Hazel: Unable to laugh or cry at her comical misfortune—only five minutes into her day—Hazel just stands there for a moment, past the point of even feeling awkward. Six in the morning and her dad walks in to find her passed out on the floor after she had an attack from pepper-spraying her own face. No, actually, it’s probably later than six if he’s here. She’d called him last night to get a ride to work, because she didn’t want to bike and show up sweaty on her first day. A day she’ll probably be late for instead. Someone else in Hazel’s position might… she isn’t sure what they might do. She has a vague sense that even beyond pepper-spraying her own face, things aren’t as they should be. It’s not an uncommon feeling for the young woman with autism. But she has little time to dwell on it before her father’s words yank her fully back to the present. Her gray eyes harden in response.

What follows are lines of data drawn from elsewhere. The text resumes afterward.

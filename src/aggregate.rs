use std::collections::{BTreeSet, HashMap};

use chrono::NaiveDate;
use uuid::Uuid;

use crate::models::{
    AttendanceEntry, AttendanceRecord, AttendanceStatus, Participant, Role, StatusCounts,
};

/// Students below this attendance rate are flagged as at risk.
pub const AT_RISK_THRESHOLD: f64 = 70.0;

/// Percentage of days attended, rounded to one decimal.
pub fn attendance_rate(present_days: u32, total_days: u32) -> f64 {
    if total_days == 0 {
        return 0.0;
    }

    let attended = present_days.min(total_days) as f64;
    (attended * 1000.0 / total_days as f64).round() / 10.0
}

pub fn is_at_risk(record: &AttendanceRecord) -> bool {
    record.role == Role::Student && record.attendance_rate() < AT_RISK_THRESHOLD
}

pub fn status_counts(records: &[AttendanceRecord]) -> StatusCounts {
    let mut counts = StatusCounts::default();

    for record in records {
        match record.status {
            AttendanceStatus::Present => counts.present += 1,
            AttendanceStatus::Absent => counts.absent += 1,
            AttendanceStatus::Late => counts.late += 1,
            AttendanceStatus::Excused => counts.excused += 1,
        }
    }

    counts
}

pub fn average_rate(records: &[AttendanceRecord]) -> f64 {
    if records.is_empty() {
        return 0.0;
    }

    let total: f64 = records.iter().map(AttendanceRecord::attendance_rate).sum();
    (total / records.len() as f64 * 10.0).round() / 10.0
}

/// At-risk students, lowest rate first.
pub fn at_risk(records: &[AttendanceRecord]) -> Vec<&AttendanceRecord> {
    let mut flagged: Vec<&AttendanceRecord> = records.iter().filter(|r| is_at_risk(r)).collect();
    flagged.sort_by(|a, b| {
        a.attendance_rate()
            .partial_cmp(&b.attendance_rate())
            .unwrap_or(std::cmp::Ordering::Equal)
    });
    flagged
}

/// Builds one record per roster entry from the raw per-session rows.
///
/// `session_dates` are the dates the program met in the window; each date
/// counts once towards `total_days` no matter how many sessions ran on it.
pub fn roll_up(
    roster: &[Participant],
    session_dates: &[NaiveDate],
    entries: &[AttendanceEntry],
) -> Vec<AttendanceRecord> {
    let days: BTreeSet<NaiveDate> = session_dates.iter().copied().collect();
    let latest_day = days.iter().next_back().copied();

    let mut by_person: HashMap<Uuid, Vec<&AttendanceEntry>> = HashMap::new();
    for entry in entries {
        if days.contains(&entry.session_date) {
            by_person.entry(entry.person_id).or_default().push(entry);
        }
    }

    roster
        .iter()
        .map(|person| {
            let mine = by_person.get(&person.id).map(Vec::as_slice).unwrap_or(&[]);

            let attended: BTreeSet<NaiveDate> = mine
                .iter()
                .filter(|e| e.status.attended())
                .map(|e| e.session_date)
                .collect();

            let total_hours: f64 = mine
                .iter()
                .filter(|e| e.status.attended())
                .filter_map(|e| match (e.check_in, e.check_out) {
                    (Some(start), Some(end)) if end > start => {
                        Some((end - start).num_seconds() as f64 / 3600.0)
                    }
                    _ => None,
                })
                .sum();

            let latest = latest_day.and_then(|day| {
                mine.iter()
                    .filter(|e| e.session_date == day)
                    .max_by_key(|e| e.check_in)
            });
            let attended_latest = latest.filter(|e| e.status.attended());

            AttendanceRecord {
                person_id: person.id,
                name: person.name.clone(),
                email: person.email.clone(),
                role: person.role,
                program: person.program.clone(),
                sub_group: person.sub_group.clone(),
                status: latest.map_or(AttendanceStatus::Absent, |e| e.status),
                method: latest.map(|e| e.method),
                check_in: attended_latest.and_then(|e| e.check_in),
                check_out: attended_latest.and_then(|e| e.check_out),
                total_hours: (total_hours * 10.0).round() / 10.0,
                present_days: attended.len() as u32,
                total_days: days.len() as u32,
            }
        })
        .collect()
}

#[cfg(test)]
pub(crate) mod tests {
    use super::*;
    use crate::models::CheckInMethod;
    use chrono::{Duration, TimeZone, Utc};

    pub(crate) fn sample_record(
        name: &str,
        role: Role,
        present: u32,
        total: u32,
    ) -> AttendanceRecord {
        let email = format!("{}@example.com", name.to_lowercase().replace(' ', "."));
        AttendanceRecord {
            person_id: Uuid::new_v4(),
            name: name.to_string(),
            email,
            role,
            program: "Data Engineering".to_string(),
            sub_group: "Cohort A".to_string(),
            status: AttendanceStatus::Present,
            method: None,
            check_in: None,
            check_out: None,
            total_hours: 0.0,
            present_days: present,
            total_days: total,
        }
    }

    pub(crate) fn participant(name: &str) -> Participant {
        Participant {
            id: Uuid::new_v4(),
            name: name.to_string(),
            email: format!("{}@example.com", name.to_lowercase()),
            role: Role::Student,
            program_id: Uuid::nil(),
            program: "Data Engineering".to_string(),
            sub_group: "Cohort A".to_string(),
        }
    }

    fn entry(
        person: &Participant,
        day: NaiveDate,
        status: AttendanceStatus,
        hours: i64,
    ) -> AttendanceEntry {
        let check_in = Utc.from_utc_datetime(&day.and_hms_opt(9, 0, 0).unwrap());
        AttendanceEntry {
            person_id: person.id,
            session_date: day,
            status,
            method: CheckInMethod::Manual,
            check_in: Some(check_in),
            check_out: Some(check_in + Duration::hours(hours)),
        }
    }

    #[test]
    fn zero_total_days_yields_zero_rate() {
        assert_eq!(attendance_rate(0, 0), 0.0);
        assert_eq!(attendance_rate(5, 0), 0.0);
        assert!(attendance_rate(0, 0).is_finite());
    }

    #[test]
    fn rate_is_clamped_when_present_exceeds_total() {
        assert_eq!(attendance_rate(12, 10), 100.0);
    }

    #[test]
    fn rates_and_risk_flags_for_two_students() {
        let records = vec![
            sample_record("Avery Lee", Role::Student, 17, 20),
            sample_record("Jules Moreno", Role::Student, 10, 15),
        ];

        let rates: Vec<f64> = records.iter().map(|r| r.attendance_rate()).collect();
        let flags: Vec<bool> = records.iter().map(is_at_risk).collect();

        assert_eq!(rates, vec![85.0, 66.7]);
        assert_eq!(flags, vec![false, true]);
    }

    #[test]
    fn facilitators_are_never_at_risk() {
        let record = sample_record("Kiara Patel", Role::Facilitator, 1, 20);
        assert!(!is_at_risk(&record));
    }

    #[test]
    fn exactly_threshold_is_not_at_risk() {
        let record = sample_record("Avery Lee", Role::Student, 7, 10);
        assert_eq!(record.attendance_rate(), 70.0);
        assert!(!is_at_risk(&record));
    }

    #[test]
    fn counts_by_status() {
        let mut late = sample_record("Late Larry", Role::Student, 1, 2);
        late.status = AttendanceStatus::Late;
        let mut absent = sample_record("Absent Ann", Role::Student, 0, 2);
        absent.status = AttendanceStatus::Absent;
        let records = vec![sample_record("Avery Lee", Role::Student, 2, 2), late, absent];

        let counts = status_counts(&records);
        assert_eq!(
            counts,
            StatusCounts {
                present: 1,
                absent: 1,
                late: 1,
                excused: 0
            }
        );
    }

    #[test]
    fn average_of_empty_is_zero() {
        assert_eq!(average_rate(&[]), 0.0);
    }

    #[test]
    fn at_risk_sorted_lowest_first() {
        let records = vec![
            sample_record("Mid", Role::Student, 6, 10),
            sample_record("Low", Role::Student, 2, 10),
            sample_record("Fine", Role::Student, 9, 10),
        ];
        let names: Vec<&str> = at_risk(&records).iter().map(|r| r.name.as_str()).collect();
        assert_eq!(names, vec!["Low", "Mid"]);
    }

    #[test]
    fn roll_up_counts_distinct_days_and_latest_status() {
        let day1 = NaiveDate::from_ymd_opt(2026, 3, 2).unwrap();
        let day2 = NaiveDate::from_ymd_opt(2026, 3, 3).unwrap();
        let day3 = NaiveDate::from_ymd_opt(2026, 3, 4).unwrap();
        let avery = participant("Avery");
        let jules = participant("Jules");

        let entries = vec![
            entry(&avery, day1, AttendanceStatus::Present, 2),
            entry(&avery, day2, AttendanceStatus::Late, 1),
            entry(&avery, day3, AttendanceStatus::Excused, 0),
            entry(&jules, day1, AttendanceStatus::Present, 3),
        ];

        let records = roll_up(&[avery.clone(), jules.clone()], &[day1, day2, day3, day3], &entries);

        assert_eq!(records.len(), 2);
        assert_eq!(records[0].name, "Avery");
        assert_eq!(records[0].present_days, 2);
        assert_eq!(records[0].total_days, 3);
        assert_eq!(records[0].status, AttendanceStatus::Excused);
        assert!((records[0].total_hours - 3.0).abs() < 0.001);

        assert_eq!(records[1].present_days, 1);
        assert_eq!(records[1].status, AttendanceStatus::Absent);
        assert_eq!(records[1].check_in, None);
    }

    #[test]
    fn absent_rows_with_stale_times_add_no_hours_or_check_in() {
        let day = NaiveDate::from_ymd_opt(2026, 3, 2).unwrap();
        let avery = participant("Avery");
        let stale = entry(&avery, day, AttendanceStatus::Absent, 2);

        let records = roll_up(&[avery], &[day], &[stale]);

        assert_eq!(records[0].status, AttendanceStatus::Absent);
        assert_eq!(records[0].check_in, None);
        assert_eq!(records[0].check_out, None);
        assert_eq!(records[0].total_hours, 0.0);
    }

    #[test]
    fn roll_up_without_sessions_reports_zero_days() {
        let avery = participant("Avery");
        let records = roll_up(&[avery], &[], &[]);
        assert_eq!(records[0].total_days, 0);
        assert_eq!(records[0].attendance_rate(), 0.0);
    }
}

“No.” Hazel’s tone doesn’t snap at the idea so much as bite its head off. “I’m not letting that HAG ruin my first day.” Abruptly aware she isn’t making any sense, and that her dad really does just want to help, Hazel looks down at the baggy black t-shirt she’s wearing for pajamas and declares in a milder voice, “I’ll get dressed. There’s cereal and muffins in the kitchen if you want to help yourself.”

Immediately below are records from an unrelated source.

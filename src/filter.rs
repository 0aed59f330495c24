use crate::models::{AttendanceRecord, AttendanceStatus, Role};

/// Predicates for narrowing a record list. `None` matches everything.
#[derive(Debug, Clone, Default)]
pub struct AttendanceFilter {
    pub search: Option<String>,
    pub program: Option<String>,
    pub sub_group: Option<String>,
    pub role: Option<Role>,
    pub status: Option<AttendanceStatus>,
}

/// Treats empty strings and the literal `all` as "no filter".
pub fn parse_scope(value: Option<&str>) -> Option<String> {
    value
        .map(str::trim)
        .filter(|v| !v.is_empty() && !v.eq_ignore_ascii_case("all"))
        .map(str::to_string)
}

impl AttendanceFilter {
    pub fn new(
        search: Option<&str>,
        program: Option<&str>,
        sub_group: Option<&str>,
        role: Option<Role>,
        status: Option<AttendanceStatus>,
    ) -> Self {
        Self {
            search: parse_scope(search),
            program: parse_scope(program),
            sub_group: parse_scope(sub_group),
            role,
            status,
        }
    }

    pub fn is_empty(&self) -> bool {
        self.search.is_none()
            && self.program.is_none()
            && self.sub_group.is_none()
            && self.role.is_none()
            && self.status.is_none()
    }

    pub fn matches(&self, record: &AttendanceRecord) -> bool {
        if let Some(needle) = &self.search {
            let needle = needle.to_lowercase();
            if !record.name.to_lowercase().contains(&needle)
                && !record.email.to_lowercase().contains(&needle)
            {
                return false;
            }
        }

        if let Some(program) = &self.program {
            if !record.program.eq_ignore_ascii_case(program) {
                return false;
            }
        }

        if let Some(sub_group) = &self.sub_group {
            if !record.sub_group.eq_ignore_ascii_case(sub_group) {
                return false;
            }
        }

        if self.role.is_some_and(|role| role != record.role) {
            return false;
        }

        !self.status.is_some_and(|status| status != record.status)
    }

    /// Matching records in their original order.
    pub fn apply<'a>(&self, records: &'a [AttendanceRecord]) -> Vec<&'a AttendanceRecord> {
        records.iter().filter(|r| self.matches(r)).collect()
    }
}

#[cfg(test)]
mod tests {
    use super::*;
    use crate::aggregate::tests::sample_record;

    fn roster() -> Vec<AttendanceRecord> {
        let mut john = sample_record("John Doe", Role::Student, 8, 10);
        john.email = "john.doe@x.com".to_string();
        let mut jane = sample_record("Jane Roe", Role::Facilitator, 10, 10);
        jane.sub_group = "Cohort B".to_string();
        jane.status = AttendanceStatus::Late;
        let mut kiara = sample_record("Kiara Patel", Role::Student, 3, 10);
        kiara.program = "Product Design".to_string();
        kiara.status = AttendanceStatus::Absent;
        vec![john, jane, kiara]
    }

    #[test]
    fn empty_filter_returns_everything_in_order() {
        let records = roster();
        let filter = AttendanceFilter::new(Some("all"), Some("all"), Some(""), None, None);
        assert!(filter.is_empty());

        let names: Vec<&str> = filter
            .apply(&records)
            .iter()
            .map(|r| r.name.as_str())
            .collect();
        assert_eq!(names, vec!["John Doe", "Jane Roe", "Kiara Patel"]);
    }

    #[test]
    fn search_is_case_insensitive_on_name_and_email() {
        let mut records = roster();
        records[1].name = "Someone Else".to_string();
        records[1].email = "JOHN.backup@x.com".to_string();

        let filter = AttendanceFilter::new(Some("john"), None, None, None, None);
        let matched = filter.apply(&records);
        assert_eq!(matched.len(), 2);
        assert_eq!(matched[0].name, "John Doe");
        assert_eq!(matched[1].email, "JOHN.backup@x.com");
    }

    #[test]
    fn search_without_hits_is_empty_not_error() {
        let records = roster();
        let filter = AttendanceFilter::new(Some("zzz"), None, None, None, None);
        assert!(filter.apply(&records).is_empty());
    }

    #[test]
    fn enum_and_scope_predicates_combine() {
        let records = roster();

        let students = AttendanceFilter::new(None, None, None, Some(Role::Student), None);
        assert_eq!(students.apply(&records).len(), 2);

        let design_absent = AttendanceFilter::new(
            None,
            Some("product design"),
            None,
            Some(Role::Student),
            Some(AttendanceStatus::Absent),
        );
        let matched = design_absent.apply(&records);
        assert_eq!(matched.len(), 1);
        assert_eq!(matched[0].name, "Kiara Patel");

        let cohort_b = AttendanceFilter::new(None, None, Some("Cohort B"), None, None);
        assert_eq!(cohort_b.apply(&records)[0].name, "Jane Roe");
    }
}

She pauses and then adds, gesturing vaguely around the bathroom, “This will… make sense.”

GM: Her dad nods slowly. He gives her a soft squeeze on her arm and gives her a warm pearly-white smile. “I’m sure it will, pumpkin. I’ll make us some coffee downstairs, but I’m only a holler away if you need anything.”

Hazel: “I’ll try to avoid pepper-spraying myself in the shower too.” Hazel’s tone isn’t quite sad or quite joking. “But thanks, Daddy.”

GM: “You betcha.” Hazel sees her dad peek into his daughter’s disheveled room, then head down the stairs, leaving Hazel free to get ready.

Hazel: Hazel briskly goes through her morning routine, still on edge at the prospect of being late for work on the first day. The hot shower is good for her pores, and she lathers extra soap over her face in hopes of making any remaining swelling go down. She normally likes her showers, long, hot, and filled with the sound of her own voice singing classic rock, but she tries to be timely, and her glasses have scarcely fogged when she wraps a towel around her chest. She blow-dries her un-shampooed hair (three years and counting since she’s stopped spending money on that ‘nonessential’ product), and then, not wanting to show up to work while still damp either, blow-dries the rest of her skin.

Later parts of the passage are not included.